A Marlboro doctor was charged Thursday for his participation in a scheme to receive bribes and kickbacks from a pharmaceutical company in exchange for unlawfully prescribing large volumes of a powerful fentanyl narcotic, Acting U.S. Attorney Rachael A. Honig announced.
Officials said Dr. Mukaram Gazi, 51, is charged by indictment with one count of conspiracy to pay and receive kickbacks; one count of receiving kickbacks; one count of health care fraud; and one count of conspiring to distribute dangerous narcotics unlawfully.
Gazi owned and maintained a urology practice with locations in Freehold, Hamilton, Howell, and Toms River, New Jersey.
Gazi solicited and received more than $130,000 in bribes and kickbacks from Insys Therapeutics, a pharmaceutical company based in Arizona, in exchange for prescribing its drug Subsys, a powerful opioid narcotic designed to rapidly enter a patient’s bloodstream upon being sprayed under the tongue.

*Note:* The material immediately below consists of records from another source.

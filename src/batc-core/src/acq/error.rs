// SPDX-FileCopyrightText: 2026 Stanislaw Grams <stanislawgrams@gmail.com>
//
// SPDX-License-Identifier: BSD-2-Clause

use thiserror::Error;

/// Errors produced by the acquisition controller.
#[derive(Debug, Error)]
pub enum AcqError {
    #[error("Cannot {operation} while {state}")]
    InvalidState {
        operation: &'static str,
        state: String,
    },

    #[error("Device link error: {0}")]
    Link(#[from] std::io::Error),

    #[error("Device command failed: {0}")]
    Command(String),

    #[error("Acquisition task is not running")]
    TaskGone,
}

impl AcqError {
    /// Build an `InvalidState` error for a rejected operation.
    pub fn invalid_state(operation: &'static str, state: impl std::fmt::Display) -> Self {
        Self::InvalidState {
            operation,
            state: state.to_string(),
        }
    }
}

#[cfg(test)]
mod tests {
    use super::*;

    #[test]
    fn test_invalid_state_message() {
        let err = AcqError::invalid_state("start", "Disconnected");
        assert_eq!(err.to_string(), "Cannot start while Disconnected");
    }

    #[test]
    fn test_link_error_from_io() {
        let io = std::io::Error::new(std::io::ErrorKind::TimedOut, "read timed out");
        let err = AcqError::from(io);
        assert!(matches!(err, AcqError::Link(_)));
        assert!(err.to_string().contains("read timed out"));
    }
}
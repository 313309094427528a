// SPDX-FileCopyrightText: 2026 Stanislaw Grams <stanislawgrams@gmail.com>
//
// SPDX-License-Identifier: BSD-2-Clause

use serde::Serialize;

use crate::wire::CHANNELS;

/// One published batch of filtered samples, one row per channel.
///
/// Rows are always the batch size (130 samples); both channels advance in
/// lockstep because every frame carries the same number of points for each.
#[derive(Debug, Clone, Serialize)]
pub struct WaveBlock {
    pub channels: [Vec<f64>; CHANNELS],
}

/// One-sided amplitude spectrum for every channel, 129 bins each.
#[derive(Debug, Clone, Serialize)]
pub struct Spectrum {
    pub channels: [Vec<f64>; CHANNELS],
}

The U.S. Food and Drug Administration approved Subsys solely for the “management of breakthrough pain in cancer patients who are already receiving and who are tolerant to around-the-clock therapy for their underlying persistent cancer pain.”
Gazi did not treat patients suffering from breakthrough cancer pain and was not in the practice of prescribing fentanyl-based pain medications.
However, in exchange for bribes and kickbacks from Insys Therapeutics, he began prescribing Subsys to a number of patients for whom Subsys was medically unnecessary.
The bribes and kickbacks Gazi accepted for prescribing Subsys were disguised as payments for educational presentations regarding Subsys that Gazi purportedly provided to licensed practitioners.
In reality, these presentations were a sham – they often functioned as social events at restaurants, lacked the appropriate audience of licensed practitioners who could prescribe Subsys, and many of the purported signatures on the speaker program sign-in sheets were forged.
Gazi also prescribed high-dosage Adderall to a pharmacy owner who filled many of his Subsys prescriptions, as well as the pharmacy owner’s significant other, to induce the pharmacy owner to continue filling his Subsys prescriptions.
Gazi also caused the submission of fraudulent claims to Medicare, New Jersey Medicaid, and other health insurance providers for the prescriptions of Subsys and Adderall that he wrote, which were induced through kickbacks, medically unnecessary, and not eligible for reimbursement.
He also conspired with others to distribute these powerful narcotics outside the usual course of professional practice and not for a legitimate medical purpose.